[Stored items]
****************************************

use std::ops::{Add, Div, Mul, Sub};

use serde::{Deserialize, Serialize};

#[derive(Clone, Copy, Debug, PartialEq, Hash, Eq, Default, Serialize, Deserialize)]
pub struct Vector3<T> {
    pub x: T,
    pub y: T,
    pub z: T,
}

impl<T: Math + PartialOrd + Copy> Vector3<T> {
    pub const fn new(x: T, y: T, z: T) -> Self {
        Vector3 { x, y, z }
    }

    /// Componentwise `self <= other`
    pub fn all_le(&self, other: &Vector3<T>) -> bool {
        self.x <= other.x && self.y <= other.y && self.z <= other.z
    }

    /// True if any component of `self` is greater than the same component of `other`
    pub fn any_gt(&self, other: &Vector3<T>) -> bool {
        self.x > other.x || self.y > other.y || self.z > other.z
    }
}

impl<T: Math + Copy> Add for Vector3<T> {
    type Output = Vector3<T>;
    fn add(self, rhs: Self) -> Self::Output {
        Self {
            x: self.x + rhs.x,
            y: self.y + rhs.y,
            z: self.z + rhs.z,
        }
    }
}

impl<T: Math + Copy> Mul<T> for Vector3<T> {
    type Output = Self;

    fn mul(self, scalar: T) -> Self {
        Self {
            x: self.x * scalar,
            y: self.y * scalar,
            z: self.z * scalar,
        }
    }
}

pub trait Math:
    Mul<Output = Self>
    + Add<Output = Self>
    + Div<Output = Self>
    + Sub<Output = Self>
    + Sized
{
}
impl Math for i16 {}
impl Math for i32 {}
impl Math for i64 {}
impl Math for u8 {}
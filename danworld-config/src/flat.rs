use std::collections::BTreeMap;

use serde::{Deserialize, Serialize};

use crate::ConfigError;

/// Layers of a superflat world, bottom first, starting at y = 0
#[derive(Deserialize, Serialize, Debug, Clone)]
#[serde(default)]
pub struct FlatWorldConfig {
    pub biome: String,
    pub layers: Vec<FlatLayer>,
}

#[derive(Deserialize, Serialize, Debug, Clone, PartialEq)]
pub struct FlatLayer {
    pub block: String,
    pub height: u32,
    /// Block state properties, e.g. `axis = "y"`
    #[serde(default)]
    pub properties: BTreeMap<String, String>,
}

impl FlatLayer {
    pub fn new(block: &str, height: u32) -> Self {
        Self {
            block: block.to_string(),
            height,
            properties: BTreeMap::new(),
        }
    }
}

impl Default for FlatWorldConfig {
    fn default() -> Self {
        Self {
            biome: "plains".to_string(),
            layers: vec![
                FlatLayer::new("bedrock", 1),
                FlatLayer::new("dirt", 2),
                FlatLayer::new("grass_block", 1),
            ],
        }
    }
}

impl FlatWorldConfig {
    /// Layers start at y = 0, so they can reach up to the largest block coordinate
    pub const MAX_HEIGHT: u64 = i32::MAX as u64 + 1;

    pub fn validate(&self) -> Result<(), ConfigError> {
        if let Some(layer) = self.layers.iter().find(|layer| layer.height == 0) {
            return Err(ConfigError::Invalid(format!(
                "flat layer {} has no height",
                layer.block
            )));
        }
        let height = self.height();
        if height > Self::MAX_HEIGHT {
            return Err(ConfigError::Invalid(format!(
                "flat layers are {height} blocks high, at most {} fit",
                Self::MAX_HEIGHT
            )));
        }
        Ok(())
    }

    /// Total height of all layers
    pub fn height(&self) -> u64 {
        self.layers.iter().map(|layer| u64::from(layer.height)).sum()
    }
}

****************************************

» **WHAT NEEDS TO BE DONE**:
Pick out each line above that includes "scalar" and show it.

» **YOUR SOLUTION**:
    fn mul(self, scalar: T) -> Self {
            x: self.x * scalar,
            y: self.y * scalar,
            z: self.z * scalar,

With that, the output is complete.